Третий иностранец — актер Розенштрем, весьма благообразный и моложавый немец, отличался страстью к мечтательности и к поэзии, Особенно насчет последней он был неукротим. Он постоянно сочинял какие-то несообразные с здравым смыслом стихи и даже издал маленькую книжку своих рифмованных творений, которыми очень гордился. Это был мученик страсти, многое потерпевший за свою любовь к «святому искусству». Из какой-то поэмы его, изобличающей низменность чувств графа, обольстившего бедную девушку, в памяти моей сохранилось пять строчек, могущих послужить образчиком его творчества.

…И поцелуй горячий

На щечке запылал.

И голос стал телячий,

Когда он уверял,

Что ей не изменял…

При выходе в свет этой поэмы кто-то внушил, что слово «телячий» слишком безобразно. Он согласился с этим и собственноручно выскоблил перочинным ножом это слово из всех семисот экземпляров.

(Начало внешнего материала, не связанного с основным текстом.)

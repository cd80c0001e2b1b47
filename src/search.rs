//! Best-first search driver.
//!
//! The driver repeatedly takes the open node with the lowest `f`, expands it,
//! and records every accepted child in both the generated set and the
//! frontier. The goal test runs on new children as they are produced, plus
//! once on the root before the loop starts.
//!
//! A state that was generated once is never generated again, even if a
//! cheaper path to it shows up later. Costs are never revised.

use rustc_hash::FxHashSet;
use tracing::{debug, info, info_span, warn};

use crate::board::{is_reachable, to_coordinates, Board, BoardKey};
use crate::error::PuzzleError;
use crate::expand::expand;
use crate::frontier::{Frontier, TieBreak};
use crate::heuristic::Goal;
use crate::node::{Node, NodeArena, NodeId};
use crate::solution::Solution;

/// Expansions between progress log lines.
const PROGRESS_INTERVAL: usize = 100_000;

/// Knobs for a search run. The default reproduces the plain algorithm with
/// first-in-first-out tie-breaking.
#[derive(Clone, Debug, Default)]
pub struct SearchConfig {
    pub tie_break: TieBreak,
    /// Stop once this many nodes have been generated.
    pub node_limit: Option<usize>,
    /// Refuse to search when the goal has the wrong permutation parity.
    pub check_solvable: bool,
}

/// Where the search state machine currently is.
#[derive(Clone, Copy, Debug, PartialEq, Eq)]
pub enum SearchState {
    Running,
    GoalFound(NodeId),
    Exhausted,
    LimitReached,
}

impl SearchState {
    pub fn is_terminal(self) -> bool {
        self != Self::Running
    }
}

/// Counters describing a search run.
#[derive(Clone, Copy, Debug, Default, PartialEq, Eq)]
pub struct SearchStats {
    /// Distinct states generated, root included.
    pub generated: usize,
    /// Nodes taken off the frontier and expanded.
    pub expanded: usize,
    /// Largest frontier size seen.
    pub frontier_high_water: usize,
}

/// How a search ended.
#[derive(Clone, Debug, PartialEq, Eq)]
pub enum SearchOutcome {
    Solved(Solution, SearchStats),
    /// The frontier emptied without producing the goal.
    Exhausted(SearchStats),
    /// The configured node limit was hit first.
    LimitReached(SearchStats),
    /// Rejected before searching: the goal has the wrong parity.
    Unreachable,
}

impl SearchOutcome {
    /// Short description used in logs and errors.
    pub fn label(&self) -> &'static str {
        match self {
            Self::Solved(..) => "solved",
            Self::Exhausted(_) => "exhausted the frontier",
            Self::LimitReached(_) => "reached the node limit",
            Self::Unreachable => "rejected an unreachable goal",
        }
    }

    pub fn stats(&self) -> Option<&SearchStats> {
        match self {
            Self::Solved(_, stats) | Self::Exhausted(stats) | Self::LimitReached(stats) => {
                Some(stats)
            }
            Self::Unreachable => None,
        }
    }

    pub fn solution(&self) -> Option<&Solution> {
        match self {
            Self::Solved(solution, _) => Some(solution),
            _ => None,
        }
    }

    /// The solution, or an error for searches that ended without a goal node.
    pub fn into_solution(self) -> Result<Solution, PuzzleError> {
        match self {
            Self::Solved(solution, _) => Ok(solution),
            other => Err(PuzzleError::NoSolution {
                outcome: other.label(),
            }),
        }
    }
}

/// A single search run, advanced one expansion at a time.
pub struct Search {
    goal: Goal,
    node_limit: Option<usize>,
    arena: NodeArena,
    frontier: Frontier,
    generated: FxHashSet<BoardKey>,
    expanded: usize,
    state: SearchState,
    children: Vec<Node>,
}

impl Search {
    /// Creates the root node and seeds the generated set and the frontier
    /// with it. A root that already equals the goal ends the search at once.
    pub fn new(initial: Board, goal: Board, config: &SearchConfig) -> Self {
        let goal = Goal::new(goal);
        let root = Node::root(initial, goal.distance(&to_coordinates(&initial)));

        let mut arena = NodeArena::new();
        let mut frontier = Frontier::new(config.tie_break);
        let mut generated = FxHashSet::default();

        let root_id = arena.push(root);
        let root = arena.get(root_id);
        generated.insert(root.state().key());
        frontier.push(root_id, root);

        let state = if goal.is_goal(&initial) {
            SearchState::GoalFound(root_id)
        } else {
            SearchState::Running
        };

        Self {
            goal,
            node_limit: config.node_limit,
            arena,
            frontier,
            generated,
            expanded: 0,
            state,
            children: Vec::with_capacity(4),
        }
    }

    pub fn state(&self) -> SearchState {
        self.state
    }

    pub fn arena(&self) -> &NodeArena {
        &self.arena
    }

    pub fn frontier(&self) -> &Frontier {
        &self.frontier
    }

    pub fn generated_count(&self) -> usize {
        self.generated.len()
    }

    pub fn stats(&self) -> SearchStats {
        SearchStats {
            generated: self.generated.len(),
            expanded: self.expanded,
            frontier_high_water: self.frontier.high_water(),
        }
    }

    /// Expands the best open node. Does nothing once a terminal state is reached.
    pub fn step(&mut self) -> SearchState {
        if self.state.is_terminal() {
            return self.state;
        }

        let Some(best_id) = self.frontier.pop_best() else {
            self.state = SearchState::Exhausted;
            return self.state;
        };

        self.children.clear();
        expand(
            best_id,
            self.arena.get(best_id),
            &self.goal,
            &self.generated,
            &mut self.children,
        );
        self.expanded += 1;

        let mut goal_id = None;
        for child in self.children.drain(..) {
            let is_goal = self.goal.is_goal(child.state());
            self.generated.insert(child.state().key());
            let id = self.arena.push(child);
            self.frontier.push(id, self.arena.get(id));
            if is_goal && goal_id.is_none() {
                goal_id = Some(id);
            }
        }

        if self.expanded % PROGRESS_INTERVAL == 0 {
            debug!(
                expanded = self.expanded,
                generated = self.generated.len(),
                frontier = self.frontier.len(),
                best_f = self.arena.get(best_id).f(),
                "search progress"
            );
        }

        self.state = match goal_id {
            Some(id) => SearchState::GoalFound(id),
            None if self
                .node_limit
                .is_some_and(|limit| self.generated.len() >= limit) =>
            {
                SearchState::LimitReached
            }
            None => SearchState::Running,
        };
        self.state
    }

    /// Steps until a terminal state and reports the outcome.
    pub fn run(mut self) -> SearchOutcome {
        while !self.step().is_terminal() {}

        let stats = self.stats();
        let outcome = match self.state {
            SearchState::GoalFound(goal_id) => {
                let solution = Solution::record(&self.arena, goal_id, stats.generated);
                SearchOutcome::Solved(solution, stats)
            }
            SearchState::LimitReached => SearchOutcome::LimitReached(stats),
            SearchState::Exhausted | SearchState::Running => SearchOutcome::Exhausted(stats),
        };

        match outcome.solution() {
            Some(solution) => info!(
                depth = solution.depth,
                generated = stats.generated,
                expanded = stats.expanded,
                "goal found"
            ),
            None => warn!(
                generated = stats.generated,
                expanded = stats.expanded,
                "search {}",
                outcome.label()
            ),
        }
        outcome
    }
}

/// Searches for a move sequence turning `initial` into `goal`.
pub fn solve(initial: &Board, goal: &Board, config: &SearchConfig) -> SearchOutcome {
    let _span = info_span!("solve", tie_break = ?config.tie_break).entered();

    if config.check_solvable && !is_reachable(initial, goal) {
        warn!("goal is not reachable from the initial state");
        return SearchOutcome::Unreachable;
    }

    info!(
        h = crate::heuristic::manhattan(initial, goal),
        node_limit = ?config.node_limit,
        "starting search"
    );
    Search::new(*initial, *goal, config).run()
}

Как-то Розенштрем преподнес рукописную тетрадочку со своими стихотворениями Гавриилу Николаевичу Жулеву, который под псевдонимом «Скорбного поэта» стал приобретать в журналистике популярность.

— Посмотрите мои плоды досуга, — сказал он ему, — и оцените их по достоинству. На ваш талантливый суд я положусь безапелляционно.

Жулев взял себе тетрадочку и, просматривая ее, всю испестрил своими остроумными заметками, от которых бедный Розенштрем пришел в отчаянье.

На выдержку возьму одно стихотворение Розенштрема с пометой «Скорбного Поэта».

Розенштрем меланхолично пишет:

«Ноет сердце, грудь болит,

В голове жар сильный;

Ничего не веселит —

Веет хлад могильный.

Как погода — горе мне:

Кости так и ломит,

Боль я чувствую везде, —

Все в могилу гонит».

Жулев на это весело замечает:

«После старых, знать, грехов

Ломит кость смертельно,

Не писал б ты стихов,

А лечился б дельно».

Розенштрем всегда был под влиянием поэзии, по крайней мере он сам о себе так выражался, и даже особенные события своей жизни связывал каким-нибудь образом с литературными шедеврами.

Если у него, бывало, спросят:

— Много ли вам лет?

Он отвечал обыкновенно:

— Я родился в год появления поэмы Козлова «Чернец».

Случилось мне ехать с Розенштремом в казенной карете, возвращаясь домой с репетиции. Сначала он «вдумчиво» молчал, но потом, пристально осмотрев себя, задал мне вопрос:

— Не помните ли вы, Александр Александрович, когда было у нас первое представление пушкинского «Бориса Годунова»?

— Да, кажется, года два тому назад, а, может быть и несколько побольше…

— Ах, что вы?! Нет-с, мне думается, не больше как с год, пожалуй.

— Нет, вы ошибаетесь. Что не меньше двух лет, так за это можно поручиться.

— Сомневаюсь, очень сомневаюсь, — задумчиво возразил Розенштрем. — Неужели-ж так прочна эта материя?

— Почему вас так интересует время постановки «Годунова»? И про какую материю вы толкуете?

— Я бы хотел это припомнить потому, чтобы вернее определить, как долго носятся вот эти брюки, которые вы видите на мне. Я их заказал именно в тот самый день, когда у нас на Мариинской сцене в первый раз шел «Борис Годунов».

Впоследствии Розенштрем куда-то незаметно с закулисного горизонта скрылся и остался забытым.